Gorbachev, the first and the last president of the Soviet Union, was harshly criticized, but his resolve and his actions had brought a fresh breeze of freedom and democracy to the Soviet Union and Eastern Europe, and created an important turning point in history.

Soon after Gorbachev’s resignation as president, the writer Chinghiz Aitmatov, his close friend and a supporter of perestroika, wrote a letter to Shin’ichi Yamamoto. It was titled “A Parable Told to Gorbachev” and detailed the latter’s commitment to perestroika.

When the implementation of perestroika was under way and being applauded as a historic democratic reform, Gorbachev invited Aitmatov to visit him at the Kremlin.

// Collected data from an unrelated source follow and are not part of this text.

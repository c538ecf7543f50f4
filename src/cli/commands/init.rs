//! Init command implementation
//!
//! This module implements the `init` command for generating a sample
//! configuration file.

use clap::Args;
use std::fs;
use std::path::Path;

/// Arguments for the init command
#[derive(Args, Debug)]
pub struct InitArgs {
    /// Path where to create the configuration file
    #[arg(short, long, default_value = "sales-etl.toml")]
    pub output: String,

    /// Include explanatory comments for every setting
    #[arg(long)]
    pub with_examples: bool,

    /// Overwrite existing file
    #[arg(long)]
    pub force: bool,
}

impl InitArgs {
    /// Execute the init command
    pub async fn execute(&self) -> anyhow::Result<i32> {
        tracing::info!(output = %self.output, "Initializing configuration file");

        println!("📝 Initializing sales ETL configuration");
        println!();

        if Path::new(&self.output).exists() && !self.force {
            println!("❌ Configuration file already exists: {}", self.output);
            println!("   Use --force to overwrite");
            return Ok(2);
        }

        let config_content = if self.with_examples {
            Self::generate_config_with_examples()
        } else {
            Self::generate_minimal_config()
        };

        match fs::write(&self.output, config_content) {
            Ok(_) => {
                println!("✅ Configuration file created: {}", self.output);
                println!();
                println!("Next steps:");
                println!("  1. Edit {} with your sources", self.output);
                println!("  2. Set DW_CONNECTION_STRING in your environment or a .env file");
                println!("  3. Validate configuration: sales-etl validate-config");
                println!("  4. Try a dry run: sales-etl run --dry-run");
                println!();
                Ok(0)
            }
            Err(e) => {
                println!("❌ Failed to write configuration file");
                println!("   Error: {}", e);
                Ok(5)
            }
        }
    }

    fn generate_minimal_config() -> String {
        r#"# Sales ETL Configuration File

[application]
log_level = "info"
dry_run = false

[[sources]]
type = "csv"
name = "store-export"
directory = "data/csv"

[[sources]]
type = "json"
name = "legacy-sales"
path = "data/sales.json"

[postgresql]
connection_string = "${DW_CONNECTION_STRING}"
max_connections = 10
connection_timeout_seconds = 30
statement_timeout_seconds = 60

[logging]
local_enabled = true
local_path = "logs"
local_rotation = "daily"
"#
        .to_string()
    }

    fn generate_config_with_examples() -> String {
        r#"# Sales ETL Configuration File
#
# Extracts sales facts from every configured source and loads the customer,
# product and order dimensions produced by the CSV source into PostgreSQL.

# ============================================================================
# Application Settings
# ============================================================================
[application]
# Log level (trace, debug, info, warn, error)
log_level = "info"

# Dry run mode (extract and report, don't write to PostgreSQL)
dry_run = false

# ============================================================================
# Sources (processed in the order listed)
# ============================================================================

# CSV directory: customers.csv, products.csv, orders.csv, order_details.csv.
# This is the only source that yields dimensions; at most one may be configured.
[[sources]]
type = "csv"
name = "store-export"
directory = "data/csv"
# delimiter = ","
# customers_file = "customers.csv"
# products_file = "products.csv"
# orders_file = "orders.csv"
# order_details_file = "order_details.csv"

# JSON file holding an array of sales records
[[sources]]
type = "json"
name = "legacy-sales"
path = "data/sales.json"

# HTTP endpoint returning an array of sales records
# [[sources]]
# type = "api"
# name = "pos"
# url = "https://pos.example.com/api/sales"
# token = "${POS_API_TOKEN}"
# timeout_seconds = 30

# ============================================================================
# PostgreSQL Warehouse
# ============================================================================
[postgresql]
# Connection string format: postgresql://[user[:password]@][host][:port][/dbname]
connection_string = "${DW_CONNECTION_STRING}"

# Connection pool settings
max_connections = 10                # Maximum connections in pool (1-100)
connection_timeout_seconds = 30     # Timeout for acquiring connection
statement_timeout_seconds = 60      # Timeout for SQL statement execution

# ============================================================================
# Logging Configuration
# ============================================================================
[logging]
# Enable local JSON file logging
local_enabled = true

# Local log directory
local_path = "logs"

# Log rotation (daily or hourly)
local_rotation = "daily"
"#
        .to_string()
    }
}

#[cfg(test)]
mod tests {
    use super::*;
    use tempfile::TempDir;

    #[test]
    fn test_generate_minimal_config() {
        let config = InitArgs::generate_minimal_config();
        assert!(config.contains("[application]"));
        assert!(config.contains("[[sources]]"));
        assert!(config.contains("[postgresql]"));
    }

    #[test]
    fn test_generated_configs_parse() {
        for content in [
            InitArgs::generate_minimal_config(),
            InitArgs::generate_config_with_examples(),
        ] {
            let config: crate::config::EtlConfig = toml::from_str(&content).unwrap();
            assert!(!content.contains("max_size"));
            assert_eq!(config.sources.len(), 2);
            assert!(config.sources[0].is_enriched());
            assert!(!config.sources[1].is_enriched());
        }
    }

    #[tokio::test]
    async fn test_init_refuses_to_overwrite_without_force() {
        let dir = TempDir::new().unwrap();
        let output = dir.path().join("sales-etl.toml");
        fs::write(&output, "# existing").unwrap();

        let args = InitArgs {
            output: output.to_string_lossy().to_string(),
            with_examples: false,
            force: false,
        };
        assert_eq!(args.execute().await.unwrap(), 2);
        assert_eq!(fs::read_to_string(&output).unwrap(), "# existing");

        let args = InitArgs { force: true, ..args };
        assert_eq!(args.execute().await.unwrap(), 0);
        assert!(fs::read_to_string(&output).unwrap().contains("[postgresql]"));
    }
}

At their meeting, Aitmatov shared the following parable with Gorbachev.

One day, a prophet visits a great lord and asks, “Is it true that out of your concern for the people’s happiness, you wish to give them complete freedom and equality?” That is true, confirms the lord, to whom the prophet then says, “You have two paths forward, two fates, two possibilities, and you are free to choose between them.”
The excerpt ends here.